Please output exactly the lines from the one containing "scalar fields plus" through the last line of the records, both included.

[Stored data entries]

= = = = =

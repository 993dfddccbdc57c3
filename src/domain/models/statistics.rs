// Copyright (c) 2025 Kirky.X
//
// Licensed under the MIT License
// See LICENSE file in the project root for full license information.

use chrono::{DateTime, Utc};
use parking_lot::Mutex;
use serde::{Deserialize, Serialize};
use std::collections::HashSet;
use std::fmt;
use std::time::{Duration, Instant};
use uuid::Uuid;

/// 抓取管理器状态
#[derive(Debug, Clone, Copy, PartialEq, Eq, Serialize, Deserialize)]
#[serde(rename_all = "snake_case")]
pub enum ManagerState {
    /// 已创建，尚未启动
    Idle,
    /// 调度器、收集器和工作池正在运行
    Running,
    /// 已请求停止，正在等待执行中的任务
    Draining,
    /// 已停止，资源已释放
    Stopped,
}

impl fmt::Display for ManagerState {
    fn fmt(&self, f: &mut fmt::Formatter) -> fmt::Result {
        match self {
            ManagerState::Idle => write!(f, "idle"),
            ManagerState::Running => write!(f, "running"),
            ManagerState::Draining => write!(f, "draining"),
            ManagerState::Stopped => write!(f, "stopped"),
        }
    }
}

/// 运行统计快照
///
/// `jobs_active + jobs_completed + jobs_failed + jobs_abandoned == jobs_queued`
#[derive(Debug, Clone, PartialEq, Serialize, Deserialize)]
pub struct StatisticsSnapshot {
    pub session_id: Uuid,
    pub started_at: Option<DateTime<Utc>>,
    pub jobs_queued: u64,
    pub jobs_completed: u64,
    pub jobs_failed: u64,
    pub jobs_abandoned: u64,
    /// 尚未到达终态的任务数（排队、延迟、执行中或等待收集）
    pub jobs_active: u64,
    /// 正在工作池中执行的任务数
    pub jobs_in_flight: u64,
    pub queue_size: u64,
    pub total_processing_seconds: f64,
    pub avg_processing_seconds: f64,
    pub sites_processed: Vec<String>,
    pub elapsed_seconds: f64,
    /// 每秒完成任务数
    pub throughput: f64,
    pub state: ManagerState,
}

#[derive(Debug, Default)]
struct Counters {
    started: Option<(DateTime<Utc>, Instant)>,
    queued: u64,
    completed: u64,
    failed: u64,
    abandoned: u64,
    processing_time: Duration,
    sites: HashSet<String>,
}

impl Counters {
    fn active(&self) -> u64 {
        self.queued
            .saturating_sub(self.completed + self.failed + self.abandoned)
    }
}

/// 运行统计
///
/// 所有计数在同一把锁下更新，快照因此总是一致的时间点副本
#[derive(Debug, Default)]
pub struct RunStatistics {
    inner: Mutex<Counters>,
}

impl RunStatistics {
    pub fn new() -> Self {
        Self::default()
    }

    /// 记录开始时间，只在第一次调用时生效
    pub fn mark_started(&self) {
        let mut inner = self.inner.lock();
        if inner.started.is_none() {
            inner.started = Some((Utc::now(), Instant::now()));
        }
    }

    pub fn record_queued(&self, count: u64) {
        self.inner.lock().queued += count;
    }

    pub fn record_success(&self, site: &str, processing_time: Duration) {
        let mut inner = self.inner.lock();
        inner.completed += 1;
        inner.processing_time += processing_time;
        if !inner.sites.contains(site) {
            inner.sites.insert(site.to_string());
        }
    }

    pub fn record_terminal_failure(&self) {
        self.inner.lock().failed += 1;
    }

    /// 把所有未到终态的任务记为放弃，返回放弃数量
    pub fn abandon_outstanding(&self) -> u64 {
        let mut inner = self.inner.lock();
        let outstanding = inner.active();
        inner.abandoned += outstanding;
        outstanding
    }

    /// 尚未到达终态的任务数
    pub fn active(&self) -> u64 {
        self.inner.lock().active()
    }

    pub fn completed(&self) -> u64 {
        self.inner.lock().completed
    }

    pub fn failed(&self) -> u64 {
        self.inner.lock().failed
    }

    pub fn snapshot(
        &self,
        session_id: Uuid,
        queue_size: usize,
        in_flight: usize,
        state: ManagerState,
    ) -> StatisticsSnapshot {
        let inner = self.inner.lock();

        let elapsed = inner
            .started
            .map(|(_, at)| at.elapsed().as_secs_f64())
            .unwrap_or(0.0);
        let total = inner.processing_time.as_secs_f64();
        let avg = if inner.completed > 0 {
            total / inner.completed as f64
        } else {
            0.0
        };
        let throughput = if elapsed > 0.0 {
            inner.completed as f64 / elapsed
        } else {
            0.0
        };

        let mut sites: Vec<String> = inner.sites.iter().cloned().collect();
        sites.sort();

        StatisticsSnapshot {
            session_id,
            started_at: inner.started.map(|(at, _)| at),
            jobs_queued: inner.queued,
            jobs_completed: inner.completed,
            jobs_failed: inner.failed,
            jobs_abandoned: inner.abandoned,
            jobs_active: inner.active(),
            jobs_in_flight: in_flight as u64,
            queue_size: queue_size as u64,
            total_processing_seconds: total,
            avg_processing_seconds: avg,
            sites_processed: sites,
            elapsed_seconds: elapsed,
            throughput,
            state,
        }
    }
}
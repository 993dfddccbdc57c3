// Copyright (c) 2025 Kirky.X
//
// Licensed under the MIT License
// See LICENSE file in the project root for full license information.

use chrono::Utc;
use futures::FutureExt;
use parking_lot::Mutex;
use serde::{Deserialize, Serialize};
use std::any::Any;
use std::panic::AssertUnwindSafe;
use std::sync::atomic::{AtomicU64, AtomicUsize, Ordering};
use std::sync::Arc;
use std::time::{Duration, Instant};
use tokio::runtime::{Builder, Handle, Runtime};
use tokio::sync::{mpsc, OwnedSemaphorePermit, Semaphore};
use tracing::{debug, instrument, warn};

use crate::domain::models::job::Job;
use crate::domain::models::outcome::{FailureKind, JobFailure, JobOutcome};
use crate::domain::models::product::ProductRecord;
use crate::domain::services::validator::ProductValidator;
use crate::engines::registry::AdapterRegistry;
use crate::utils::errors::ManagerError;

/// 执行模式
#[derive(Debug, Clone, Copy, PartialEq, Eq, Default, Serialize, Deserialize)]
#[serde(rename_all = "lowercase")]
pub enum ExecutionMode {
    /// 在当前 tokio 运行时上执行
    #[default]
    Shared,
    /// 使用独立的多线程运行时执行
    Dedicated,
}

/// 任务执行上下文
///
/// 所有工作者共享，只包含线程安全的协作者
pub struct ExecutionContext {
    pub registry: Arc<AdapterRegistry>,
    pub validator: Arc<dyn ProductValidator>,
}

/// 工作池
///
/// 固定数量的执行槽位，调度器先获取槽位再出队，形成背压。
/// 每个任务执行完成后把结果发送到结果通道，然后释放槽位
pub struct WorkerPool {
    mode: ExecutionMode,
    size: usize,
    slots: Arc<Semaphore>,
    handle: Handle,
    runtime: Mutex<Option<Runtime>>,
    context: Arc<ExecutionContext>,
    results: mpsc::UnboundedSender<JobOutcome>,
    in_flight: Arc<AtomicUsize>,
    submitted: AtomicU64,
}

impl WorkerPool {
    /// 创建工作池
    ///
    /// # 参数
    ///
    /// * `mode` - 执行模式
    /// * `size` - 并发槽位数量
    /// * `context` - 执行上下文
    /// * `results` - 结果通道发送端
    ///
    /// # 返回值
    ///
    /// * `Ok(WorkerPool)` - 创建成功
    /// * `Err(ManagerError::ExecutorUnavailable)` - 没有可用的运行时或运行时创建失败
    pub fn new(
        mode: ExecutionMode,
        size: usize,
        context: Arc<ExecutionContext>,
        results: mpsc::UnboundedSender<JobOutcome>,
    ) -> Result<Self, ManagerError> {
        let size = size.max(1);
        let (handle, runtime) = match mode {
            ExecutionMode::Shared => {
                let handle = Handle::try_current().map_err(|e| {
                    ManagerError::ExecutorUnavailable(format!("no tokio runtime available: {}", e))
                })?;
                (handle, None)
            }
            ExecutionMode::Dedicated => {
                let runtime = Builder::new_multi_thread()
                    .worker_threads(size)
                    .thread_name("pricewatch-worker")
                    .enable_all()
                    .build()
                    .map_err(|e| {
                        ManagerError::ExecutorUnavailable(format!(
                            "failed to build worker runtime: {}",
                            e
                        ))
                    })?;
                (runtime.handle().clone(), Some(runtime))
            }
        };

        debug!("Worker pool created: mode={:?}, size={}", mode, size);

        Ok(Self {
            mode,
            size,
            slots: Arc::new(Semaphore::new(size)),
            handle,
            runtime: Mutex::new(runtime),
            context,
            results,
            in_flight: Arc::new(AtomicUsize::new(0)),
            submitted: AtomicU64::new(0),
        })
    }

    pub fn mode(&self) -> ExecutionMode {
        self.mode
    }

    pub fn size(&self) -> usize {
        self.size
    }

    /// 正在执行的任务数
    pub fn in_flight(&self) -> usize {
        self.in_flight.load(Ordering::SeqCst)
    }

    /// 等待一个空闲槽位，工作池关闭后返回 `None`
    pub async fn acquire_slot(&self) -> Option<OwnedSemaphorePermit> {
        self.slots.clone().acquire_owned().await.ok()
    }

    /// 提交任务异步执行，不等待其完成
    pub fn submit(&self, job: Job, permit: OwnedSemaphorePermit) {
        let seq = self.submitted.fetch_add(1, Ordering::Relaxed);
        let context = self.context.clone();
        let results = self.results.clone();
        let in_flight = self.in_flight.clone();

        in_flight.fetch_add(1, Ordering::SeqCst);
        self.handle.spawn(async move {
            let thread = std::thread::current();
            let worker_id = format!("{}#{}", thread.name().unwrap_or("worker"), seq);

            let outcome = execute(&context, job, worker_id).await;

            in_flight.fetch_sub(1, Ordering::SeqCst);
            if let Err(e) = results.send(outcome) {
                warn!(job_id = %e.0.job.id, "Result channel closed, outcome dropped");
            }
            drop(permit);
        });
    }

    /// 等待所有槽位空闲，最多等待 `timeout`
    ///
    /// 返回 `true` 表示所有执行中的任务都已完成
    pub async fn wait_idle(&self, timeout: Duration) -> bool {
        match tokio::time::timeout(timeout, self.slots.acquire_many(self.size as u32)).await {
            Ok(Ok(_permits)) => true,
            Ok(Err(_)) => self.in_flight() == 0,
            Err(_) => false,
        }
    }

    /// 关闭工作池
    ///
    /// 不再发放槽位；独立运行时会在后台关闭，未完成的任务被放弃
    pub fn shutdown(&self) {
        self.slots.close();
        if let Some(runtime) = self.runtime.lock().take() {
            runtime.shutdown_background();
        }
    }
}

impl Drop for WorkerPool {
    fn drop(&mut self) {
        // 在异步上下文中直接 drop Runtime 会 panic
        if let Some(runtime) = self.runtime.get_mut().take() {
            runtime.shutdown_background();
        }
    }
}

/// 执行单个任务的完整流水线
///
/// 适配器和校验器的错误以及 panic 都会被转换为失败结果，不会向外传播
#[instrument(
    name = "execute_job",
    skip(context, job),
    fields(job_id = %job.id, site = %job.site, url = %job.url, retry = job.retry_count)
)]
pub async fn execute(context: &ExecutionContext, job: Job, worker_id: String) -> JobOutcome {
    let start = Instant::now();

    let result = AssertUnwindSafe(run_pipeline(context, &job))
        .catch_unwind()
        .await
        .unwrap_or_else(|panic| {
            Err(JobFailure::new(
                FailureKind::Panic,
                panic_message(panic.as_ref()),
            ))
        });

    let processing_time = start.elapsed();
    match &result {
        Ok(_) => debug!(elapsed_ms = processing_time.as_millis() as u64, "Job succeeded"),
        Err(failure) => debug!(error = %failure, "Job failed"),
    }

    JobOutcome {
        job,
        result,
        processing_time,
        worker_id,
        finished_at: Utc::now(),
    }
}

async fn run_pipeline(context: &ExecutionContext, job: &Job) -> Result<ProductRecord, JobFailure> {
    let adapter = context.registry.get(&job.site)?;
    let record = adapter.fetch_and_extract(&job.url).await?;
    let record = context.validator.validate(record)?;
    Ok(record)
}

fn panic_message(panic: &(dyn Any + Send)) -> String {
    if let Some(s) = panic.downcast_ref::<&str>() {
        format!("worker panicked: {}", s)
    } else if let Some(s) = panic.downcast_ref::<String>() {
        format!("worker panicked: {}", s)
    } else {
        "worker panicked".to_string()
    }
}
//! Module: strategy
//! Responsibility: the materialization coordinator — which binding
//! strategy is active for the current dynamic scope, and how each
//! strategy converts between records and persisted rows.
//! Does not own: instance deduplication (see `context`).
//!
//! Invariants:
//! - The active strategy is a stack, not a cell: push on scope entry,
//!   pop on scope exit, last-entered-wins, restored on unwind.
//! - Registration failures happen at bless time, never per instance.

mod cache;
mod noop;
mod registry;
mod store;


pub use cache::CacheStrategy;
pub use noop::NoopStrategy;
pub use registry::{Registration, RegistryError, StrategyRegistry};
pub use store::StoreStrategy;

use crate::{
    materialize::MaterializeError,
    model::ModelDescriptor,
    row::{Row, RowIdentity, RowRef},
    store::{CacheError, RecordStore, StoreError},
    value::Value,
};
use std::{any::Any, cell::RefCell, collections::BTreeMap, rc::Rc};
use thiserror::Error as ThisError;

///
/// StrategyError
///

#[derive(Debug, ThisError)]
pub enum StrategyError {
    #[error(transparent)]
    Registry(#[from] RegistryError),

    #[error(transparent)]
    Store(#[from] StoreError),

    #[error(transparent)]
    Cache(#[from] CacheError),

    #[error("failed to encode persisted payload for {model}: {message}")]
    Serialize {
        model: &'static str,
        message: String,
    },

    #[error(transparent)]
    Materialize(Box<MaterializeError>),
}

///
/// AttributeSnapshot
///
/// Resident-attribute projection of one persisted row, produced by the
/// before-materialize hook. Contains only already-resident scalar fields
/// so materializing never triggers unrelated lazy loads.
///

#[derive(Clone, Debug, Default)]
pub struct AttributeSnapshot {
    fields: BTreeMap<String, Value>,
}

impl AttributeSnapshot {
    /// Snapshot the resident scalar attributes of `row`. Relation slots
    /// are structurally excluded.
    #[must_use]
    pub fn resident_of(row: &RowRef) -> Self {
        Self {
            fields: row.borrow().fields().clone(),
        }
    }

    #[must_use]
    pub const fn fields(&self) -> &BTreeMap<String, Value> {
        &self.fields
    }

    /// Project into a JSON object for validation.
    #[must_use]
    pub fn to_json_object(&self) -> serde_json::Map<String, serde_json::Value> {
        self.fields
            .iter()
            .map(|(name, value)| (name.clone(), value.to_json()))
            .collect()
    }
}

///
/// BindingStrategy
///
/// Pluggable policy deciding whether/how a persisted counterpart exists
/// for a record type and how to convert between the two representations.
/// Registered via `bless`; activated via [`scope`]/[`enter`].
///

pub trait BindingStrategy {
    fn name(&self) -> &'static str;

    /// Create the persisted counterpart for a new record instance from its
    /// scalar field values. `None` means this strategy binds no
    /// counterpart for the model (the no-op behavior).
    fn create_counterpart(
        &self,
        model: &'static ModelDescriptor,
        fields: &[(&'static str, Value)],
    ) -> Result<Option<RowRef>, StrategyError>;

    /// Registration for a model path, if blessed under this strategy.
    fn registration(&self, model_path: &str) -> Option<Registration> {
        let _ = model_path;
        None
    }

    /// Reverse lookup: which model path backs a persisted target.
    fn model_for_target(&self, target: &str) -> Option<&'static str> {
        let _ = target;
        None
    }

    /// Before-materialize hook: resident-only attribute snapshot.
    fn before_materialize(&self, model: &'static ModelDescriptor, row: &RowRef) -> AttributeSnapshot {
        let _ = model;
        AttributeSnapshot::resident_of(row)
    }

    /// After-materialize hook: strategy-specific finalization for the
    /// freshly materialized instance.
    fn after_materialize(
        &self,
        model: &'static ModelDescriptor,
        row: &RowRef,
        instance: &Rc<dyn Any>,
    ) {
        let _ = (model, row, instance);
    }

    /// Identity key for one row within a validation episode.
    fn identity_of(&self, model: &'static ModelDescriptor, row: &RowRef) -> RowIdentity {
        RowIdentity::of(row, model.identity_name())
    }

    /// The record store behind this strategy, if any.
    fn store(&self) -> Option<Rc<dyn RecordStore>> {
        None
    }
}

// ---------------------------------------------------------------------
// Active-strategy stack (scoped ambient state)
// ---------------------------------------------------------------------

thread_local! {
    static ACTIVE: RefCell<Vec<Rc<dyn BindingStrategy>>> = const { RefCell::new(Vec::new()) };
}

thread_local! {
    static NOOP: Rc<dyn BindingStrategy> = Rc::new(NoopStrategy);
}

/// The strategy for the current dynamic scope. Defaults to the no-op
/// strategy when no scope is active.
#[must_use]
pub fn active() -> Rc<dyn BindingStrategy> {
    ACTIVE
        .with(|stack| stack.borrow().last().cloned())
        .unwrap_or_else(|| NOOP.with(Clone::clone))
}

/// Run `f` with `strategy` active, restoring the prior strategy on exit.
pub fn scope<R>(strategy: Rc<dyn BindingStrategy>, f: impl FnOnce() -> R) -> R {
    let _guard = enter(strategy);
    f()
}

/// Push a strategy for the current scope. The returned guard pops it on
/// drop, including unwind paths. Guards must drop in reverse entry order.
#[must_use]
pub fn enter(strategy: Rc<dyn BindingStrategy>) -> ScopeGuard {
    tracing::debug!(strategy = strategy.name(), "binding strategy entered");
    ACTIVE.with(|stack| stack.borrow_mut().push(strategy));

    ScopeGuard { _private: () }
}

///
/// ScopeGuard
/// RAII token for one strategy-stack level.
///

pub struct ScopeGuard {
    _private: (),
}

impl Drop for ScopeGuard {
    fn drop(&mut self) {
        let popped = ACTIVE.with(|stack| stack.borrow_mut().pop());
        if let Some(strategy) = popped {
            tracing::debug!(strategy = strategy.name(), "binding strategy exited");
        }
    }
}

// Build a fresh counterpart row for a registration: scalar fields plus
// empty resolved relation slots for every declared relation.
pub(crate) fn new_counterpart_row(
    target: &str,
    model: &'static ModelDescriptor,
    fields: &[(&'static str, Value)],
) -> RowRef {
    let mut row = Row::with_fields(
        target,
        fields
            .iter()
            .map(|(name, value)| ((*name).to_string(), value.clone())),
    );
    for relation in model.relations {
        row.set_relation(relation.name, crate::row::RelationSlot::empty(relation.shape));
    }

    row.into_ref()
}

= = = = =

Response:
// Build a fresh counterpart row for a registration: scalar fields plus
// empty resolved relation slots for every declared relation.
pub(crate) fn new_counterpart_row(
    target: &str,
    model: &'static ModelDescriptor,
    fields: &[(&'static str, Value)],
) -> RowRef {
    let mut row = Row::with_fields(
        target,
        fields
            .iter()
            .map(|(name, value)| ((*name).to_string(), value.clone())),
    );
    for relation in model.relations {
        row.set_relation(relation.name, crate::row::RelationSlot::empty(relation.shape));
    }

    row.into_ref()
}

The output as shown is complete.